RE: Re:RE: About highlighter

Pierre GOSSE Fri, 18 Mar 2011 01:28:03 -0700

For your field configuration, the TokenStream you get with getAnyTokenStream is 
built from TermVectors.

What tokenizer do you use for populating your field ? Have you check with luke 
that your term vectors are Ok ?

And what version of lucene ? A change was made on this code recently, for 
another issue (apparently unrelated, but who knows ?) See 
https://issues.apache.org/jira/browse/LUCENE-2874

Pierre

De : Cescy [mailto:ee07b...@gmail.com]
Envoyé : vendredi 18 mars 2011 07:32
À : java-user; Pierre GOSSE
Objet : Re:RE: About highlighter

 Yes, I only search the "contents" field. And I can print the whole contents by 
doc.get("contents") if there are any keywords in it.
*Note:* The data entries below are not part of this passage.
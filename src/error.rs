//! Error types for configuration, registry checks and processing.
//!
//! Status normalization has no error type: unrecognized statuses resolve
//! through the fallback chain instead of failing.

use std::path::PathBuf;
use std::time::Duration;

/// Invalid or unreadable configuration.
#[derive(Debug, thiserror::Error)]
pub enum ConfigError {
    /// A supplied option has the wrong shape or is not a recognized option.
    #[error("Invalid configuration: {0}")]
    InvalidArgument(String),

    #[error("Failed to read config file {}: {source}", .path.display())]
    Read {
        path: PathBuf,
        #[source]
        source: std::io::Error,
    },

    #[error("Failed to parse YAML config: {0}")]
    Yaml(#[from] serde_yaml::Error),
}

/// Failure raised by a registry checker.
///
/// The processor never lets these escape: they are logged and turned into
/// an error status on the affected registration.
#[derive(Debug, Clone, thiserror::Error)]
pub enum CheckError {
    #[error("Timed out after {0:?} waiting for the registry")]
    Timeout(Duration),

    #[error("Registry unavailable: {0}")]
    Unavailable(String),

    #[error("Check failed: {0}")]
    Failed(String),
}

/// Failure while reading input or writing results.
#[derive(Debug, thiserror::Error)]
pub enum ProcessError {
    #[error("IO error: {0}")]
    Io(#[from] std::io::Error),

    #[error("CSV error: {0}")]
    Csv(#[from] csv::Error),

    #[error("JSON error: {0}")]
    Json(#[from] serde_json::Error),

    #[error("Required column '{0}' not found in input")]
    MissingColumn(String),

    #[error("Row {row} has {found} fields, expected {expected} from configured column names")]
    ColumnCountMismatch {
        row: usize,
        expected: usize,
        found: usize,
    },

    #[error("No output file configured")]
    NoOutputFile,
}
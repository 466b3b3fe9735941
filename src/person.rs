//! A person and the registrations found for them.

use serde::{Serialize, Serializer};
use serde_json::Value;

use crate::entity::{optional_string, Dict, Entity};
use crate::registration::Registration;

#[derive(Debug, Clone, PartialEq)]
pub struct Person {
    full_name: String,
    email: String,
    linked_in_url: Option<String>,
    registrations: Vec<Registration>,
}

impl Person {
    pub fn new(
        full_name: impl Into<String>,
        email: impl Into<String>,
        linked_in_url: Option<String>,
    ) -> Self {
        Self {
            full_name: full_name.into(),
            email: email.into(),
            linked_in_url,
            registrations: Vec::new(),
        }
    }

    pub fn full_name(&self) -> &str {
        &self.full_name
    }

    pub fn email(&self) -> &str {
        &self.email
    }

    pub fn linked_in_url(&self) -> Option<&str> {
        self.linked_in_url.as_deref()
    }

    /// Registrations in the order they were added.
    pub fn registrations(&self) -> &[Registration] {
        &self.registrations
    }

    /// Append a registration. Duplicates of the same body/number are kept.
    pub fn add_registration(&mut self, registration: Registration) {
        self.registrations.push(registration);
    }

    /// Number of registrations currently active. Computed on each call.
    pub fn live_rego_count(&self) -> usize {
        self.registrations
            .iter()
            .filter(|reg| reg.reg_status().is_live())
            .count()
    }

    pub fn has_live_registration(&self) -> bool {
        self.registrations.iter().any(|reg| reg.reg_status().is_live())
    }
}

impl Entity for Person {
    fn to_dict(&self) -> Dict {
        let mut dict = Dict::new();
        dict.insert("full_name".to_string(), Value::String(self.full_name.clone()));
        dict.insert("email".to_string(), Value::String(self.email.clone()));
        dict.insert("linked_in_url".to_string(), optional_string(self.linked_in_url()));
        dict.insert(
            "registrations".to_string(),
            Value::Array(self.registrations.iter().map(Entity::to_value).collect()),
        );
        dict.insert("live_rego_count".to_string(), Value::from(self.live_rego_count()));
        dict
    }
}

impl Serialize for Person {
    fn serialize<S: Serializer>(&self, serializer: S) -> Result<S::Ok, S::Error> {
        self.to_dict().serialize(serializer)
    }
}
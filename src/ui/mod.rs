// src/ui/mod.rs - UI system coordinator

use dioxus::prelude::*;
use serde::{Deserialize, Serialize};

// Re-export main app component
pub use app::App;

// Module declarations
pub mod app;
pub mod components;
pub mod layout;
pub mod pages;
pub mod router;
pub mod state;

pub use router::Route;
pub use state::{use_storefront, StorefrontStateProvider};

/// Tabs on the product page, controllable through the gallery's handle
#[derive(Debug, Clone, Copy, PartialEq, Eq, Default, Serialize, Deserialize)]
#[serde(rename_all = "snake_case")]
pub enum ActiveTab {
    #[default]
    Description,
    Specifications,
    Reviews,
    Questions,
}

impl ActiveTab {
    pub fn all() -> [ActiveTab; 4] {
        [
            Self::Description,
            Self::Specifications,
            Self::Reviews,
            Self::Questions,
        ]
    }

    pub fn label(&self) -> &'static str {
        match self {
            Self::Description => "Description",
            Self::Specifications => "Specifications",
            Self::Reviews => "Reviews",
            Self::Questions => "Q&A",
        }
    }
}

/// Capability handle the gallery exposes to its hosting page.
///
/// A small struct of shared signals instead of an opaque UI-tree ref: the
/// parent can switch or inspect the active tab and locate the tabs
/// container without reaching into the gallery's markup.
#[derive(Clone, Copy, PartialEq)]
pub struct GalleryTabsHandle {
    active: Signal<ActiveTab>,
}

impl GalleryTabsHandle {
    pub fn new(active: Signal<ActiveTab>) -> Self {
        Self { active }
    }

    pub fn set_active_tab(&self, tab: ActiveTab) {
        let mut active = self.active;
        active.set(tab);
    }

    pub fn get_active_tab(&self) -> ActiveTab {
        (self.active)()
    }

    /// DOM id of the tabs container element
    pub fn tabs_container_id(&self) -> &'static str {
        "product-tabs"
    }
}

/// Transient user-facing notification
#[derive(Debug, Clone, PartialEq)]
pub struct Toast {
    pub id: uuid::Uuid,
    pub message: String,
    pub timestamp: chrono::DateTime<chrono::Utc>,
}

impl Toast {
    pub fn new(message: impl Into<String>) -> Self {
        Self {
            id: uuid::Uuid::new_v4(),
            message: message.into(),
            timestamp: crate::utils::time::Time::now(),
        }
    }
}

#[cfg(test)]
mod tests {
    use super::*;

    #[test]
    fn test_tab_labels() {
        assert_eq!(ActiveTab::Description.label(), "Description");
        assert_eq!(ActiveTab::Questions.label(), "Q&A");
        assert_eq!(ActiveTab::all().len(), 4);
    }
}
// src/lib.rs

//! Vendora Oxide - A cross-platform marketplace storefront with unified
//! media galleries and cascading variant selection

#![cfg_attr(debug_assertions, allow(unsafe_code))]
#![deny(unsafe_code)]
#![cfg_attr(test, allow(unsafe_code))]
#![warn(clippy::all)]
#![allow(clippy::module_name_repetitions)]
#![allow(clippy::result_large_err)]
#![allow(clippy::type_complexity)]
#![allow(clippy::large_enum_variant)]

#[cfg(target_arch = "wasm32")]
use wasm_bindgen::prelude::*;
#[cfg(target_arch = "wasm32")]
#[wasm_bindgen::prelude::wasm_bindgen(start)]
pub fn main() {
    console_error_panic_hook::set_once();

    if let Err(e) = tracing_wasm::try_set_as_global_default() {
        web_sys::console::error_1(&format!("Failed to set up tracing: {:?}", e).into());
    }

    dioxus::launch(ui::App);
}

// Core modules (always available)
pub mod catalog;
pub mod config;
pub mod error;
pub mod platform;
pub mod storefront;
pub mod types;
pub mod ui;
pub mod utils;

// Re-export commonly used types
pub use error::{Error, ErrorKind, Result};

pub const VERSION: &str = env!("CARGO_PKG_VERSION");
And if the number of words 
is too large, it is cannot highlight the keywords at end part of the contents, 
as if highlight have a word limitation.

document.add( new Field( "contens", value, Field.Store.YES, 
Field.Index.ANALYZED, Field.TermVector.WITH_POSITIONS_OFFSETS ) );

 Thx
 Gong

------------------ Original ------------------
From:  "Pierre GOSSE"<pierre.go...@arisem.com>;
Date:  Thu, Mar 17, 2011 04:25 PM
To:  "java-user@lucene.apache.org"<java-user@lucene.apache.org>;
Subject:  RE: About highlighter

500 is the max size of text fragments to be returned by highlight. It shouldn't 
be the problem here, as far as I understand highlight.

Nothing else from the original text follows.